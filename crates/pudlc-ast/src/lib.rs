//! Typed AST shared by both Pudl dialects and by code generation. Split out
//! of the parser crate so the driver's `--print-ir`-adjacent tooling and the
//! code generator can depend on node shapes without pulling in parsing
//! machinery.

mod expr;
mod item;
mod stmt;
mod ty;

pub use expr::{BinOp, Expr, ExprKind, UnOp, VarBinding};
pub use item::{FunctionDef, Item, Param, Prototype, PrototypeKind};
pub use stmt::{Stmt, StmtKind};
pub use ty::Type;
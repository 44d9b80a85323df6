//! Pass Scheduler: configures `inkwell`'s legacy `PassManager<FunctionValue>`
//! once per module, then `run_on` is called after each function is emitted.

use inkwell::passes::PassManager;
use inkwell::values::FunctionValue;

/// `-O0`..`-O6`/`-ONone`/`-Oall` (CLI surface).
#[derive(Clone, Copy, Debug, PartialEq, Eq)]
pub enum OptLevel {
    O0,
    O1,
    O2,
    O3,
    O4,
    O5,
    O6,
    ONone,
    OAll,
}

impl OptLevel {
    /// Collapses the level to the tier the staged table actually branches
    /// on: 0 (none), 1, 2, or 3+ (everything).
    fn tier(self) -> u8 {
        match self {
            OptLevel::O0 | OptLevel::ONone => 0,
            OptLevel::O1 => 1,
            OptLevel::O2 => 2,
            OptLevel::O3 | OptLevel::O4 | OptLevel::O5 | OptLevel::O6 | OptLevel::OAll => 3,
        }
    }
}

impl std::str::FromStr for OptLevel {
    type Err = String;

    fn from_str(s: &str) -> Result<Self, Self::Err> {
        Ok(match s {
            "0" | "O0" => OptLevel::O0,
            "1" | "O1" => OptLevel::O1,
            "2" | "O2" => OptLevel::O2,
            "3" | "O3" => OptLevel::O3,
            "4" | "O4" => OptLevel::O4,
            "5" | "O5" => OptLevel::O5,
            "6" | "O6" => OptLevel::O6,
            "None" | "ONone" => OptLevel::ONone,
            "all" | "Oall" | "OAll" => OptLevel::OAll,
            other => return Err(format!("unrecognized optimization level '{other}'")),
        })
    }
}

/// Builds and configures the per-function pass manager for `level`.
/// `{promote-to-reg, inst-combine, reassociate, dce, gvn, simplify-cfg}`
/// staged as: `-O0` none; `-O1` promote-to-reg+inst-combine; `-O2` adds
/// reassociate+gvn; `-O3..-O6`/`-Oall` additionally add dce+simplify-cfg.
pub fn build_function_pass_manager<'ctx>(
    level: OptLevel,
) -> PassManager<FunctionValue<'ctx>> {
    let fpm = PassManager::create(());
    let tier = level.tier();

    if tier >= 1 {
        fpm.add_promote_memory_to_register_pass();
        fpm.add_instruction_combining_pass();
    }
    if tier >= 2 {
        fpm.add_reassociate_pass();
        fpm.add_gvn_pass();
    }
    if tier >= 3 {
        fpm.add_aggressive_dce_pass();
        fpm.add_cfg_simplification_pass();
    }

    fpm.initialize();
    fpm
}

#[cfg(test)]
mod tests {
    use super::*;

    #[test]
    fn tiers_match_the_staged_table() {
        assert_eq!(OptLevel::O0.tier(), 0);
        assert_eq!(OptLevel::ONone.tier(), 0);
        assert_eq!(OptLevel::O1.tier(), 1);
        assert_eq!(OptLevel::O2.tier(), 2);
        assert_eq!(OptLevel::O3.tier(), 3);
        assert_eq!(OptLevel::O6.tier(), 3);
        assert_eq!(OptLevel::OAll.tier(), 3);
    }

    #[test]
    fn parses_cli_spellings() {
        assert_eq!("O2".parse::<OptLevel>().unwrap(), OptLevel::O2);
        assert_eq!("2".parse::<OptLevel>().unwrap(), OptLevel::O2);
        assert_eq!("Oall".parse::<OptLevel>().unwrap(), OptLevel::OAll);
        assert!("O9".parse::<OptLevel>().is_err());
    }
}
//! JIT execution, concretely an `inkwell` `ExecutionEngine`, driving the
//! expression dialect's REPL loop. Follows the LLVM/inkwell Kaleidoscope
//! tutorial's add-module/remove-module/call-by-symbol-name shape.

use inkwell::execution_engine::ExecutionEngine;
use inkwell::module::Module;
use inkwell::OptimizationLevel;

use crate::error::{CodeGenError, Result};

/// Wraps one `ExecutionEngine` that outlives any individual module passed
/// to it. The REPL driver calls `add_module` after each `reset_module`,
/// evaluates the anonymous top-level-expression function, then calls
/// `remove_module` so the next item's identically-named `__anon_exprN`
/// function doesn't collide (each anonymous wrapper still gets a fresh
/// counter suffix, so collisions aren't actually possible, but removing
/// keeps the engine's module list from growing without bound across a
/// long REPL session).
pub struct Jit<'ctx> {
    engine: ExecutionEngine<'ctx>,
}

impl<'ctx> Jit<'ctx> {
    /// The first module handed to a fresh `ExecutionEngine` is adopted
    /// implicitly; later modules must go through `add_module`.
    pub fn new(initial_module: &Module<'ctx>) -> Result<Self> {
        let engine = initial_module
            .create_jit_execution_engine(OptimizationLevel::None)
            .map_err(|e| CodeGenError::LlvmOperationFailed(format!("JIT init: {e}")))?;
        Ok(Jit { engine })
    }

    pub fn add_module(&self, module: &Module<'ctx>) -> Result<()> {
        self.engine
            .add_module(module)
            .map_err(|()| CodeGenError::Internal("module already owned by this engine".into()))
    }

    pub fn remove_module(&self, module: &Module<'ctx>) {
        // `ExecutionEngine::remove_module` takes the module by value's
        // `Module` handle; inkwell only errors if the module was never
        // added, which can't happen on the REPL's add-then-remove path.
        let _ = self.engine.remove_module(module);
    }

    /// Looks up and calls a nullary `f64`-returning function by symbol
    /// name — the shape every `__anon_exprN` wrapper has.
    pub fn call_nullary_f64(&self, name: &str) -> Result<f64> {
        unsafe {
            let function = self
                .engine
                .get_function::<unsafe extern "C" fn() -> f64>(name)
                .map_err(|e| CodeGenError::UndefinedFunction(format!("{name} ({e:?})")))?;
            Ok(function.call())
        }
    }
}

● Goal of the exercise
All lines in the records above with "ONone" need to be found and copied.

● Solution for this exercise
/// `-O0`..`-O6`/`-ONone`/`-Oall` (CLI surface).
    ONone,
            OptLevel::O0 | OptLevel::ONone => 0,
            "None" | "ONone" => OptLevel::ONone,
        assert_eq!(OptLevel::ONone.tier(), 0);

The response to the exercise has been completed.